> WHAT TO PRODUCE
The listing must be reproduced in full, exactly as it stands.

> PROVIDED RECORDS
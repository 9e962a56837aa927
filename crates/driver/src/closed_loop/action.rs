/// Control actions an observer can return to the closed-loop driver.
#[derive(Debug, Clone, Copy, PartialEq, Eq)]
pub enum Action {
    /// Stop after the current step and return the trajectories so far.
    StopEarly,
}
use std::error::Error as StdError;

use recede_core::{Field, SolverStatus};

/// Errors that end a closed-loop run.
///
/// Every variant is fatal. The driver never retries and never applies a
/// control from a failed solve.
#[derive(Debug, thiserror::Error)]
pub enum Error {
    #[error("optimizer returned status {status} at step {step}")]
    SolverDivergence { step: usize, status: SolverStatus },

    #[error("simulator returned status {status} at step {step}")]
    IntegrationFailure { step: usize, status: SolverStatus },

    #[error("optimizer error at step {step}: {source}")]
    Optimizer {
        step: usize,
        #[source]
        source: Box<dyn StdError + Send + Sync>,
    },

    #[error("simulator error at step {step}: {source}")]
    Simulator {
        step: usize,
        #[source]
        source: Box<dyn StdError + Send + Sync>,
    },

    #[error("`{field}` at step {step} has length {actual}, expected {expected}")]
    Dimension {
        step: usize,
        field: Field,
        expected: usize,
        actual: usize,
    },
}

impl Error {
    /// Returns the step at which the run failed.
    #[must_use]
    pub fn step(&self) -> usize {
        match self {
            Self::SolverDivergence { step, .. }
            | Self::IntegrationFailure { step, .. }
            | Self::Optimizer { step, .. }
            | Self::Simulator { step, .. }
            | Self::Dimension { step, .. } => *step,
        }
    }

    pub(crate) fn optimizer<E: StdError + Send + Sync + 'static>(step: usize, err: E) -> Self {
        Self::Optimizer {
            step,
            source: Box::new(err),
        }
    }

    pub(crate) fn simulator<E: StdError + Send + Sync + 'static>(step: usize, err: E) -> Self {
        Self::Simulator {
            step,
            source: Box::new(err),
        }
    }

    pub(crate) fn dimension(step: usize, field: Field, expected: usize, actual: usize) -> Self {
        Self::Dimension {
            step,
            field,
            expected,
            actual,
        }
    }
}
//! Export command
//!
//! Writes the pendulum swing-up problem as a JSON artifact.

use std::path::PathBuf;

use anyhow::{Context, Result};
use clap::Args;
use recede_models::pendulum;
use tracing::info;

/// Export command arguments
#[derive(Args, Debug)]
pub struct ExportCommand {
    /// Path of the artifact to write
    #[arg(short, long)]
    pub output: PathBuf,

    /// Number of horizon steps
    #[arg(long, default_value_t = pendulum::HORIZON_STEPS)]
    pub horizon: usize,
}

impl ExportCommand {
    pub fn execute(&self) -> Result<()> {
        let problem = pendulum::problem(self.horizon).context("invalid pendulum problem")?;

        problem
            .save_json(&self.output)
            .with_context(|| format!("failed to write {}", self.output.display()))?;

        info!(
            path = %self.output.display(),
            horizon = problem.horizon(),
            "wrote problem artifact"
        );
        Ok(())
    }
}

> COMPLETED EXERCISE
repository 9e962a56837aa927
filename crates/driver/src/closed_loop/action.rs
/// Control actions an observer can return to the closed-loop driver.
#[derive(Debug, Clone, Copy, PartialEq, Eq)]
pub enum Action {
    /// Stop after the current step and return the trajectories so far.
    StopEarly,
}
use std::error::Error as StdError;

use recede_core::{Field, SolverStatus};

/// Errors that end a closed-loop run.
///
/// Every variant is fatal. The driver never retries and never applies a
/// control from a failed solve.
#[derive(Debug, thiserror::Error)]
pub enum Error {
    #[error("optimizer returned status {status} at step {step}")]
    SolverDivergence { step: usize, status: SolverStatus },

    #[error("simulator returned status {status} at step {step}")]
    IntegrationFailure { step: usize, status: SolverStatus },

    #[error("optimizer error at step {step}: {source}")]
    Optimizer {
        step: usize,
        #[source]
        source: Box<dyn StdError + Send + Sync>,
    },

    #[error("simulator error at step {step}: {source}")]
    Simulator {
        step: usize,
        #[source]
        source: Box<dyn StdError + Send + Sync>,
    },

    #[error("`{field}` at step {step} has length {actual}, expected {expected}")]
    Dimension {
        step: usize,
        field: Field,
        expected: usize,
        actual: usize,
    },
}

impl Error {
    /// Returns the step at which the run failed.
    #[must_use]
    pub fn step(&self) -> usize {
        match self {
            Self::SolverDivergence { step, .. }
            | Self::IntegrationFailure { step, .. }
            | Self::Optimizer { step, .. }
            | Self::Simulator { step, .. }
            | Self::Dimension { step, .. } => *step,
        }
    }

    pub(crate) fn optimizer<E: StdError + Send + Sync + 'static>(step: usize, err: E) -> Self {
        Self::Optimizer {
            step,
            source: Box::new(err),
        }
    }

    pub(crate) fn simulator<E: StdError + Send + Sync + 'static>(step: usize, err: E) -> Self {
        Self::Simulator {
            step,
            source: Box::new(err),
        }
    }

    pub(crate) fn dimension(step: usize, field: Field, expected: usize, actual: usize) -> Self {
        Self::Dimension {
            step,
            field,
            expected,
            actual,
        }
    }
}
//! Export command
//!
//! Writes the pendulum swing-up problem as a JSON artifact.

use std::path::PathBuf;

use anyhow::{Context, Result};
use clap::Args;
use recede_models::pendulum;
use tracing::info;

/// Export command arguments
#[derive(Args, Debug)]
pub struct ExportCommand {
    /// Path of the artifact to write
    #[arg(short, long)]
    pub output: PathBuf,

    /// Number of horizon steps
    #[arg(long, default_value_t = pendulum::HORIZON_STEPS)]
    pub horizon: usize,
}

impl ExportCommand {
    pub fn execute(&self) -> Result<()> {
        let problem = pendulum::problem(self.horizon).context("invalid pendulum problem")?;

        problem
            .save_json(&self.output)
            .with_context(|| format!("failed to write {}", self.output.display()))?;

        info!(
            path = %self.output.display(),
            horizon = problem.horizon(),
            "wrote problem artifact"
        );
        Ok(())
    }
}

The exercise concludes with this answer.